Predicting the future of work is tough, but planning for it based on past history and current trends is somewhat easier.
This future planning is especially vital to large organizations, in particular, whose decisions might live on for 20 or more years. However, our ability (or inability) to foresee the future is severely warped by our tendency to discount future risk.
Nigel Cameron, president of the Center for Policies on Emerging Technologies, has a unique perspective on this. His theory of the “kink in the curve” describes our perceptions of extreme and rapid change that we experience.
In Cameron’s curve, our immediate past is wrought with an increasingly sharp rise representing change. In the future, it’s nearly flat.
The “kink in the curve” is the present day, where everything seems calm after disruptive unexpected change, and everything in the future seems like it’ll be smoother. Its our way of coping, or we experience what Alvin Toffler termed “Future Shock.”
“… the entire principle here is one of knowledge-driven disruption, at an exponential pace; not of the establishment of new, stable, corporate technology-based empires in the stead of the displaced old. Indeed, the point is broader. For most people, the “digital revolution” has happened; and it has bequeathed us Blackberries and iPads. Yet the revolution has barely begun. As if shielding our eyes from too bright a light, we cope with the Future Shock of which Alvin Toffler warned us (prophetically but as it turned out much too soon) by squinting. The curve has a kink. And it just happens to be today.”
In the workplace we are faced with the same type of dramatic change. It is becoming harder for CRE and FM’s to keep up with the explosive change. Things are changing quickly, and today what’s most important is the ability for our organizations to manage and adapt.
I recently read Richard Kadzis’ article Corporate Real Estate’s (CRE) 2020 Super Nucleus: metaphors and meta physics help define a new model for Meta companies.
In it, Kadzis wonderfully describes the biological analogy of how to manage challenges posed to large organizations trying to make decisions in a hyper-active world. He describes a system for CRE to provide the leadership to integrate an organized and efficient decision-making model for the future. It is called the Super-Nucleus model.
Even under what might be considered “normal” circumstances, the Super-Nucleus model is a logical, rational leadership system that can better organize large corporations. The model could enable them to adapt to a variety of situations and conditions; thus, the biological metaphor.
Consider the massive amount of change and information in our CRE and FM industry today. What if a super nucleus of top-level leadership could provide direction, strategy, and support to enable highly flexible business units to thrive?

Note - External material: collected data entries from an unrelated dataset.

//! # fblur-io
//!
//! Loading and saving of 8-bit RGB images.
//!
//! | Format | Read | Write | Input depths |
//! |--------|------|-------|--------------|
//! | PNG | Yes | Yes | 1-16 bit gray, gray+alpha, RGB, RGBA, palette |
//! | JPEG | Yes | Yes | 8 bit RGB, 8/16 bit gray, CMYK |
//!
//! Alpha channels are dropped on load. Output is always 8-bit RGB.
//!
//! # Example
//!
//! ```rust,ignore
//! use fblur_io::{read, write};
//!
//! let image = read("image.jpg")?;
//! write("blurred.png", &image)?;
//! ```
//!
//! # Feature Flags
//!
//! - `png` - PNG support (default)
//! - `jpeg` - JPEG support (default)

#![warn(missing_docs)]
#![warn(rustdoc::missing_crate_level_docs)]

mod detect;
mod error;

#[cfg(feature = "png")]
pub mod png;

#[cfg(feature = "jpeg")]
pub mod jpeg;

pub use detect::Format;
pub use error::{IoError, IoResult};

use fblur_core::RgbImage;
use std::path::Path;
use tracing::debug;

/// Reads an image, detecting the format from magic bytes, then extension.
///
/// # Errors
///
/// Returns an error if the file cannot be opened, the format is not
/// supported or the data is corrupted.
pub fn read<P: AsRef<Path>>(path: P) -> IoResult<RgbImage> {
    let path = path.as_ref();
    let format = Format::detect(path)?;
    debug!(path = %path.display(), ?format, "reading image");

    match format {
        #[cfg(feature = "png")]
        Format::Png => png::read(path),

        #[cfg(feature = "jpeg")]
        Format::Jpeg => jpeg::read(path),

        _ => Err(unsupported(path)),
    }
}

/// Encoder settings for [`write_with_options`].
#[derive(Debug, Clone, Copy, PartialEq, Eq)]
pub struct WriteOptions {
    /// JPEG quality 1-100, ignored for PNG. Default: 90.
    pub quality: u8,
}

impl Default for WriteOptions {
    fn default() -> Self {
        Self { quality: 90 }
    }
}

/// Writes an image, choosing the format from the file extension.
pub fn write<P: AsRef<Path>>(path: P, image: &RgbImage) -> IoResult<()> {
    write_with_options(path, image, &WriteOptions::default())
}

/// Like [`write`], with explicit encoder settings.
pub fn write_with_options<P: AsRef<Path>>(
    path: P,
    image: &RgbImage,
    options: &WriteOptions,
) -> IoResult<()> {
    let path = path.as_ref();
    let format = Format::from_extension(path);
    debug!(
        path = %path.display(),
        ?format,
        width = image.width(),
        height = image.height(),
        "writing image"
    );

    #[cfg(not(feature = "jpeg"))]
    let _ = options;

    match format {
        #[cfg(feature = "png")]
        Format::Png => png::write(path, image),

        #[cfg(feature = "jpeg")]
        Format::Jpeg => jpeg::write_with_options(
            path,
            image,
            &jpeg::JpegWriterOptions {
                quality: options.quality,
            },
        ),

        _ => Err(unsupported(path)),
    }
}

fn unsupported(path: &Path) -> IoError {
    IoError::UnsupportedFormat(
        path.extension()
            .and_then(|e| e.to_str())
            .unwrap_or("unknown")
            .to_string(),
    )
}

Under this model, the business units would have minimal bureaucracy and therefore be freed to focus on markets and customer needs. This is because the Super-Nucleus already contains vital leadership functions of human resources (HR), information technology (IT), CRE, finance (FIN), and others critical to the success of the complete organization.
Kadzis also describes a highly collaborative form of integrated and unselfish leadership that provides for responsive adaptation to change; this ensures the survival of the organization, much like organisms themselves.
Consider CRE as a perfect example. The organization needs CRE to understand mission and strategy, plus coordinate internal goals and operations with HR, IT, and FIN. That CRE then also needs to represent those needs to outsourced real-estate experts who have in-depth, highly detailed, market-specific knowledge and expertise. The CRE can focus on the corporate need and let other experts more efficiently provide knowledge about real estate markets, types of spaces and systems, and new ways of working.
In the case of the workplace, that leadership core would outsource specific areas of expertise that are needed, where typically in a large bureaucratic organization they would be slow to respond and expensive to maintain. Furthermore, some of these areas are not part of the core business, which leads to miscommunication and ineffective change management.
The beauty of this Super-Nucleus model is that it’s a highly efficient system. The vision and strategy are more effectively communicated and knowledge and expertise is delivered precisely to where it is needed. Costs can be better controlled because the more detailed, non-core business research and expertise can be outsourced and spread over multiple organizations.
The future is an unknown, but the Super-Nucleus as a concept for leading organizations and adapting to change is consistent with nature. If all the functions are operating in a highly collaborative and interactive way, managing change can be more effectively handled. The future then becomes highly optimistic.